Rücksichtsloses Überholen ist nicht zwangsläufig Nötigung
Düsseldorf/München (dpa/tmn) - Rücksichtsloses Überholen erfüllt nicht ohne weiteres den Tatbestand der Nötigung. Das geht aus einem Beschluss des Oberlandesgerichts (OLG) Düsseldorf hervor, über den die «Neue Juristische Wochenschrift» berichtet.
Düsseldorf/München (dpa/tmn) - Rücksichtsloses Überholen erfüllt nicht ohne weiteres den Tatbestand der Nötigung. Das geht aus einem Beschluss des Oberlandesgerichts (OLG) Düsseldorf hervor, über den die «Neue Juristische Wochenschrift» berichtet.

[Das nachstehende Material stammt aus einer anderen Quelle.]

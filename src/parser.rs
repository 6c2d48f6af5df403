//! Defines the [`Parser`] type, which turns a directory of post sources into
//! the ordered list of [`Post`]s every page is built from.

use std::collections::HashMap;
use std::fmt;
use std::path::{Path, PathBuf};

use walkdir::{DirEntry, WalkDir};

use crate::markdown::Renderer;
use crate::post::{self, DatedPost, ParsedPost, Post};

const MARKDOWN_EXTENSIONS: [&str; 2] = ["md", "markdown"];

/// Parses [`Post`] objects from source files.
pub struct Parser<'a> {
    /// Renders post bodies.
    renderer: &'a Renderer,
}

/// The outcome of [`Parser::parse_posts`].
#[derive(Debug, Default)]
pub struct Posts {
    /// The published posts, most recent first.
    pub posts: Vec<Post>,

    /// The number of posts dropped because they aren't published.
    pub unpublished: usize,
}

impl<'a> Parser<'a> {
    pub fn new(renderer: &'a Renderer) -> Parser<'a> {
        Parser { renderer }
    }

    /// Reads every post in `source_directory` and returns the published ones
    /// sorted by date (most recent first) with their URLs assigned.
    ///
    /// Only regular files with a `.md` or `.markdown` extension are read;
    /// dotfiles and subdirectories are skipped. Any post that fails to parse,
    /// has an invalid date, or would share its URL with another post fails
    /// the whole operation.
    pub fn parse_posts(&self, source_directory: &Path) -> Result<Posts> {
        let mut parsed = Vec::new();
        for path in post_sources(source_directory)? {
            parsed.push(self.parse_post(&path)?);
        }

        let total = parsed.len();
        let mut dated: Vec<DatedPost> = parsed
            .into_iter()
            .filter(|post| {
                if !post.is_published() {
                    tracing::debug!(source = %post.source.display(), "skipping unpublished post");
                }
                post.is_published()
            })
            .map(|post| {
                let source = post.source.clone();
                post.date().map_err(|err| Error::post(source, err))
            })
            .collect::<Result<_>>()?;
        let unpublished = total - dated.len();

        // Stable, so posts sharing a date keep their file name order. Nothing
        // downstream relies on that beyond deterministic output.
        dated.sort_by(|a, b| b.timestamp.cmp(&a.timestamp));

        let mut posts = Vec::with_capacity(dated.len());
        // Keyed case-insensitively: on case-insensitive filesystems `A.html`
        // and `a.html` are the same file.
        let mut sources_by_url: HashMap<String, PathBuf> = HashMap::new();
        for post in dated {
            let source = post.post.source.clone();
            let post = post.locate().map_err(|err| Error::post(source, err))?;
            if let Some(first) =
                sources_by_url.insert(post.url.to_lowercase(), post.source.clone())
            {
                return Err(Error::UrlCollision {
                    url: post.url,
                    first,
                    second: post.source,
                });
            }
            posts.push(post);
        }

        tracing::info!(
            published = posts.len(),
            unpublished,
            directory = %source_directory.display(),
            "collected posts"
        );
        Ok(Posts { posts, unpublished })
    }

    fn parse_post(&self, path: &Path) -> Result<ParsedPost> {
        let input = std::fs::read_to_string(path).map_err(|err| Error::Read {
            path: path.to_owned(),
            err,
        })?;
        ParsedPost::parse(path, &input, self.renderer).map_err(|err| Error::post(path, err))
    }
}

// Lists candidate post files in file name order.
fn post_sources(source_directory: &Path) -> Result<Vec<PathBuf>> {
    let mut sources = Vec::new();
    for result in WalkDir::new(source_directory)
        .min_depth(1)
        .max_depth(1)
        .sort_by(|a, b| a.file_name().cmp(b.file_name()))
    {
        let entry = result?;
        if is_post_source(&entry) {
            sources.push(entry.into_path());
        } else {
            tracing::debug!(path = %entry.path().display(), "skipping non-post file");
        }
    }
    Ok(sources)
}

fn is_post_source(entry: &DirEntry) -> bool {
    let hidden = entry.file_name().to_string_lossy().starts_with('.');
    let markdown = entry
        .path()
        .extension()
        .map_or(false, |ext| {
            MARKDOWN_EXTENSIONS
                .iter()
                .any(|md| ext.eq_ignore_ascii_case(md))
        });
    entry.file_type().is_file() && !hidden && markdown
}

/// Represents the result of a [`Parser`] operation.
pub type Result<T> = std::result::Result<T, Error>;

/// Represents an error collecting posts.
#[derive(Debug)]
pub enum Error {
    /// Returned when a post source is invalid.
    Post { path: PathBuf, err: post::Error },

    /// Returned when a post source can't be read (including when it isn't
    /// valid UTF-8).
    Read { path: PathBuf, err: std::io::Error },

    /// Returned when the posts directory can't be listed.
    WalkDir(walkdir::Error),

    /// Returned when two posts would be written to the same URL.
    UrlCollision {
        url: String,
        first: PathBuf,
        second: PathBuf,
    },
}

impl Error {
    fn post(path: impl Into<PathBuf>, err: post::Error) -> Error {
        Error::Post {
            path: path.into(),
            err,
        }
    }
}

impl fmt::Display for Error {
    /// Displays an [`Error`] as human-readable text.
    fn fmt(&self, f: &mut fmt::Formatter) -> fmt::Result {
        match self {
            Error::Post { path, err } => write!(f, "parsing post '{}': {}", path.display(), err),
            Error::Read { path, err } => write!(f, "reading post '{}': {}", path.display(), err),
            Error::WalkDir(err) => write!(f, "listing posts: {}", err),
            Error::UrlCollision { url, first, second } => write!(
                f,
                "posts '{}' and '{}' would both be written to `{}`; change a title or date",
                first.display(),
                second.display(),
                url
            ),
        }
    }
}

impl std::error::Error for Error {
    /// Implements the [`std::error::Error`] trait for [`Error`].
    fn source(&self) -> Option<&(dyn std::error::Error + 'static)> {
        match self {
            Error::Post { err, .. } => Some(err),
            Error::Read { err, .. } => Some(err),
            Error::WalkDir(err) => Some(err),
            Error::UrlCollision { .. } => None,
        }
    }
}

impl From<walkdir::Error> for Error {
    /// Converts a [`walkdir::Error`] into an [`Error`]. It allows us to use
    /// the `?` operator while listing directories.
    fn from(err: walkdir::Error) -> Error {
        Error::WalkDir(err)
    }
}

#[cfg(test)]
mod tests {
    use super::*;
    use crate::markdown::DEFAULT_THEME;
    use std::fs;
    use tempfile::TempDir;

    fn post(title: &str, date: &str, extra: &str) -> String {
        format!(
            "---\ntitle: \"{}\"\ndate: {}\n{}---\nBody of {}.\n",
            title, date, extra, title
        )
    }

    fn write_posts(files: &[(&str, String)]) -> TempDir {
        let dir = tempfile::tempdir().unwrap();
        for (name, contents) in files {
            fs::write(dir.path().join(name), contents).unwrap();
        }
        dir
    }

    fn parse(dir: &TempDir) -> Result<Posts> {
        let renderer = Renderer::new(DEFAULT_THEME).unwrap();
        Parser::new(&renderer).parse_posts(dir.path())
    }

    #[test]
    fn test_parse_posts_sorted_newest_first() -> Result<()> {
        let dir = write_posts(&[
            ("a.md", post("A", "Jan 01, 2021", "")),
            ("b.md", post("B", "Mar 05, 2021", "")),
            ("c.md", post("C", "Feb 10, 2021", "")),
        ]);

        let Posts { posts, unpublished } = parse(&dir)?;
        let urls: Vec<&str> = posts.iter().map(|p| p.url.as_str()).collect();
        assert_eq!(
            vec![
                "/posts/2021-03-05-B.html",
                "/posts/2021-02-10-C.html",
                "/posts/2021-01-01-A.html",
            ],
            urls
        );
        assert_eq!(0, unpublished);
        assert_eq!("<p>Body of B.</p>\n", posts[0].body);
        Ok(())
    }

    #[test]
    fn test_parse_posts_drops_unpublished() -> Result<()> {
        let dir = write_posts(&[
            ("draft.md", post("Draft", "Jan 01, 2021", "published: false\n")),
            ("live.md", post("Live", "Jan 02, 2021", "published: true\n")),
            ("default.md", post("Default", "Jan 03, 2021", "")),
        ]);

        let Posts { posts, unpublished } = parse(&dir)?;
        let titles: Vec<&str> = posts.iter().map(|p| p.title.as_str()).collect();
        assert_eq!(vec!["Default", "Live"], titles);
        assert_eq!(1, unpublished);
        Ok(())
    }

    #[test]
    fn test_unpublished_posts_skip_date_validation() -> Result<()> {
        let dir = write_posts(&[(
            "draft.md",
            post("Draft", "sometime", "published: false\n"),
        )]);
        assert!(parse(&dir)?.posts.is_empty());
        Ok(())
    }

    #[test]
    fn test_parse_posts_skips_non_posts() -> Result<()> {
        let dir = write_posts(&[
            ("post.MD", post("Post", "Jan 01, 2021", "")),
            (".hidden.md", String::from("not a post")),
            ("notes.txt", String::from("not a post")),
        ]);
        fs::create_dir(dir.path().join("drafts.md")).unwrap();

        let posts = parse(&dir)?.posts;
        assert_eq!(1, posts.len());
        assert_eq!("Post", posts[0].title);
        Ok(())
    }

    #[test]
    fn test_invalid_date_names_file() {
        let dir = write_posts(&[("bad.md", post("Bad", "2021-01-01", ""))]);
        match parse(&dir) {
            Err(err @ Error::Post { .. }) => {
                let message = err.to_string();
                assert!(message.contains("bad.md"), "{}", message);
                assert!(message.contains("2021-01-01"), "{}", message);
            }
            other => panic!("wanted a post error; found {:?}", other),
        }
    }

    #[test]
    fn test_url_collision() {
        let dir = write_posts(&[
            ("one.md", post("Same Title", "Jan 01, 2021", "")),
            ("two.md", post("Same  Title", "Jan 01, 2021", "")),
        ]);
        match parse(&dir) {
            Err(Error::UrlCollision { url, first, second }) => {
                assert_eq!("/posts/2021-01-01-Same-Title.html", url);
                assert_eq!(dir.path().join("one.md"), first);
                assert_eq!(dir.path().join("two.md"), second);
            }
            other => panic!("wanted a collision; found {:?}", other),
        }
    }

    #[test]
    fn test_url_collision_ignores_case() {
        let dir = write_posts(&[
            ("one.md", post("Hello", "Jan 01, 2021", "")),
            ("two.md", post("hello", "Jan 01, 2021", "")),
        ]);
        match parse(&dir) {
            Err(Error::UrlCollision { url, first, second }) => {
                assert_eq!("/posts/2021-01-01-hello.html", url);
                assert_eq!(dir.path().join("one.md"), first);
                assert_eq!(dir.path().join("two.md"), second);
            }
            other => panic!("wanted a collision; found {:?}", other),
        }
    }

    #[test]
    fn test_same_title_on_different_days() -> Result<()> {
        let dir = write_posts(&[
            ("one.md", post("Hello", "Jan 01, 2021", "")),
            ("two.md", post("hello", "Jan 02, 2021", "")),
        ]);
        assert_eq!(2, parse(&dir)?.posts.len());
        Ok(())
    }

    #[test]
    fn test_missing_directory() {
        let dir = tempfile::tempdir().unwrap();
        let renderer = Renderer::new(DEFAULT_THEME).unwrap();
        let result = Parser::new(&renderer).parse_posts(&dir.path().join("nope"));
        assert!(matches!(result, Err(Error::WalkDir(_))));
    }
}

Maßgeblich ist nach dem Richterspruch, ob es dem Autofahrer neben dem Ziel, schneller zu sein, auch darauf ankam, einen anderen Verkehrsteilnehmer gezielt zu behindern. Nur dann komme eine Nötigung in Frage (Az.: 5 Ss 130/07). Das Gericht hob mit seinem Beschluss die Verurteilung eines Autofahrers auf und verwies die Sache an das Landgericht zurück.
Der Verurteilte war neben einem Motorrad auf eine Verkehrsinsel zugefahren. Er beschleunigte seinen Wagen, da er schneller als der Kradfahrer sein wollte. Als es eng wurde, zog er nach rechts, so dass der Motorradfahrer stark abbremsen musste, um eine Kollision zu verhindern. Er zeigte den Autofahrer wegen Nötigung an und bekam vor dem Amts- und dem Landgericht Recht. Das OLG urteilte jedoch anders: Es stehe nicht fest, dass der Angeklagte den Motorradfahrer nötigen wollte, wie dies beispielsweise bei einem zu dichten Auffahren oder bewussten Abbremsen der Fall sei.